Environmental Monitoring and Assessment

, Volume 43, Issue 2, pp 125–137

Metal biomonitoring in water resources of Eastern Ghats, Koraput (Orissa), India by aquatic plants

Authors

  • U. N. Rai
    • Aquatic Botany LaboratoryNational Botanical Research Institute
  • S. Sinha
    • Aquatic Botany LaboratoryNational Botanical Research Institute
  • P. Chandra
    • Aquatic Botany LaboratoryNational Botanical Research Institute
Article

DOI: 10.1007/BF00398603

Cite this article as:
Rai, U.N., Sinha, S. & Chandra, P. Environ Monit Assess (1996) 43: 125. doi:10.1007/BF00398603

Abstract

Biomonitoring of toxic metals in the water resources used by indigenous tribal communities in Koraput district, Orissa, India was carried out under the National Technology Mission Project.

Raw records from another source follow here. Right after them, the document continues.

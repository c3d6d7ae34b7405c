use serde_json::Value;

use super::filter_order::FilterOrder;
use super::filter_where::FilterWhere;
use super::types::{ListFilters, PageMeta};
use crate::database::QueryBuilder;

/// Paged list query over one table. Column names only ever come from
/// `allowed_columns`; request values travel as bound parameters.
pub struct Filter {
    table_name: &'static str,
    alias: Option<&'static str>,
    allowed_columns: &'static [&'static str],
    where_sql: String,
    params: Vec<Value>,
    order_sql: String,
    page: i64,
    page_size: i64,
    offset: i64,
}

impl Filter {
    pub fn new(table_name: &'static str, allowed_columns: &'static [&'static str]) -> Self {
        Self {
            table_name,
            alias: None,
            allowed_columns,
            where_sql: String::new(),
            params: vec![],
            order_sql: String::new(),
            page: 1,
            page_size: super::types::DEFAULT_PAGE_SIZE,
            offset: 0,
        }
    }

    /// Qualify columns with a table alias, for queries that join
    pub fn alias(mut self, alias: &'static str) -> Self {
        self.alias = Some(alias);
        self
    }

    pub fn assign(mut self, filters: &ListFilters) -> Self {
        let (where_sql, params) = FilterWhere::generate(&filters.conditions, self.allowed_columns, self.alias);
        self.where_sql = where_sql;
        self.params = params;
        self.order_sql = FilterOrder::generate(&filters.sort, filters.sort_order, self.allowed_columns, self.alias);
        self.page = filters.page;
        self.page_size = filters.page_size;
        self.offset = filters.offset();
        self
    }

    fn where_clause(&self) -> String {
        if self.where_sql.is_empty() {
            String::new()
        } else {
            format!(" WHERE {}", self.where_sql)
        }
    }

    fn from_clause(&self) -> String {
        match self.alias {
            Some(alias) => format!("{} {}", self.table_name, alias),
            None => self.table_name.to_string(),
        }
    }

    /// `SELECT COUNT(*) AS count` over the filtered rows
    pub fn count_query(&self) -> QueryBuilder {
        QueryBuilder::new(format!(
            "SELECT COUNT(*) AS count FROM {}{}",
            self.from_clause(),
            self.where_clause()
        ))
        .bind_all(self.params.clone())
    }

    /// `select_from` is everything up to and including the `FROM` list,
    /// e.g. `SELECT l.* FROM leads l LEFT JOIN users o ON ...`
    pub fn select_query(&self, select_from: &str) -> QueryBuilder {
        QueryBuilder::new(format!(
            "{}{} {} LIMIT ? OFFSET ?",
            select_from,
            self.where_clause(),
            self.order_sql
        ))
        .bind_all(self.params.clone())
        .bind(self.page_size)
        .bind(self.offset)
    }

    pub fn meta(&self, total: i64) -> PageMeta {
        PageMeta::new(total, self.page, self.page_size)
    }
}

#[cfg(test)]
mod tests {
    use super::*;
    use serde_json::json;

    const COLUMNS: &[&str] = &["id", "city", "owner_id", "assignee_id", "created_at"];

    #[test]
    fn builds_paged_select_and_count() {
        let filters = ListFilters::from_body(&json!({"city": "Pune", "page": 2, "page_size": 10})).unwrap();
        let filter = Filter::new("leads", COLUMNS).alias("l").assign(&filters);

        let count = filter.count_query();
        assert_eq!(count.sql(), "SELECT COUNT(*) AS count FROM leads l WHERE l.city LIKE ?");
        assert_eq!(count.params(), &[json!("%Pune%")]);

        let select = filter.select_query("SELECT l.* FROM leads l");
        assert_eq!(
            select.sql(),
            "SELECT l.* FROM leads l WHERE l.city LIKE ? ORDER BY l.created_at DESC LIMIT ? OFFSET ?"
        );
        assert_eq!(select.params(), &[json!("%Pune%"), json!(10), json!(10)]);

        assert_eq!(filter.meta(25), PageMeta::new(25, 2, 10));
    }

    #[test]
    fn far_pages_bind_their_offset_without_overflow() {
        let last = i64::MAX / 100 + 1;
        let filters = ListFilters::from_body(&json!({"page": last, "page_size": 100})).unwrap();
        let filter = Filter::new("users", COLUMNS).assign(&filters);
        let select = filter.select_query("SELECT * FROM users");
        assert_eq!(select.params(), &[json!(100), json!((last - 1) * 100)]);
    }

    #[test]
    fn omits_where_without_conditions() {
        let filter = Filter::new("users", COLUMNS).assign(&ListFilters::default());
        assert_eq!(filter.count_query().sql(), "SELECT COUNT(*) AS count FROM users");
        assert_eq!(
            filter.select_query("SELECT * FROM users").sql(),
            "SELECT * FROM users ORDER BY created_at DESC LIMIT ? OFFSET ?"
        );
    }
}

Most of the water bodies catering for the day-to-day needs of the local inhabitants were found to contain high concentrations of Fe and Mn in addition to Cr, Cd, Pb and Cu. The water bodies supported by a great number of phytodiversity and the plants growing therein accumulated significantly high amounts of these toxic metals, submerged plants being more efficient than floating ones. The species like Chara corallina and Spirogyra spp. showed significant potential to magnify Cd and Pb in their tissue several times more than the concentrations in surrounding water. The levels of metals in the plants occurring at places where the metal content is very high could be used for indicating the status of water.